**The task:**
Transcribe only the lines of the listing below from the one holding "the reference product." through the one holding "let mut barrier = MIN_BARRIER_PERCENT;", inclusive, without any change.
Input material Start Marker
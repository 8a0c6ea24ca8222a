//! Output expected return and break-even probability across all barrier depths
//!
//! Usage: cargo run --bin barrier_sweep -- [output.csv]
//! Product terms other than the barrier come from the reference product.
//! Set AUTOCALL_SEED for reproducible early-exit draws.

use anyhow::{Context, Result};
use autocall_simulator::{
    product::{ProductConfiguration, ProtectionType, BARRIER_STEP_PERCENT, MAX_BARRIER_PERCENT, MIN_BARRIER_PERCENT},
    runner::SimulationRunner,
    simulation::SimulationConfig,
};
use std::env;
use std::fs::File;
use std::io::Write;
use std::time::Instant;

fn main() -> Result<()> {
    env_logger::init();

    let output_path = env::args()
        .nth(1)
        .unwrap_or_else(|| "barrier_sweep.csv".to_string());

    let mut barriers = Vec::new();
    let mut barrier = MIN_BARRIER_PERCENT;
    while barrier <= MAX_BARRIER_PERCENT {
        barriers.push(barrier);
        barrier += BARRIER_STEP_PERCENT;
    }

    let runner = SimulationRunner::new(SimulationConfig::from_env());
    let start = Instant::now();

    let mut file = File::create(&output_path)
        .with_context(|| format!("failed to create {}", output_path))?;
    writeln!(file, "ProtectionType,Barrier,ExpectedReturn,MaxGain,MaxLoss,BreakEvenProbability")?;

    let mut rows = 0;
    for protection in [ProtectionType::Guaranteed, ProtectionType::Protected] {
        let product = ProductConfiguration::default().with_protection_type(protection);
        let sweep = runner
            .barrier_sweep(&product, &barriers)
            .context("barrier sweep failed")?;

        for point in &sweep {
            writeln!(file, "{},{},{:.6},{:.6},{:.6},{:.4}",
                protection.as_str(),
                point.barrier_percent,
                point.result.expected_return,
                point.result.max_gain,
                point.result.max_loss,
                point.result.break_even_probability,
            )?;
            rows += 1;
        }
    }

    println!("Written {} rows to {} in {:?}", rows, output_path, start.elapsed());
    Ok(())
}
Input material End Marker
**Answer to the exercise:**
//! Product terms other than the barrier come from the reference product.
//! Set AUTOCALL_SEED for reproducible early-exit draws.

use anyhow::{Context, Result};
use autocall_simulator::{
    product::{ProductConfiguration, ProtectionType, BARRIER_STEP_PERCENT, MAX_BARRIER_PERCENT, MIN_BARRIER_PERCENT},
    runner::SimulationRunner,
    simulation::SimulationConfig,
};
use std::env;
use std::fs::File;
use std::io::Write;
use std::time::Instant;

fn main() -> Result<()> {
    env_logger::init();

    let output_path = env::args()
        .nth(1)
        .unwrap_or_else(|| "barrier_sweep.csv".to_string());

    let mut barriers = Vec::new();
    let mut barrier = MIN_BARRIER_PERCENT;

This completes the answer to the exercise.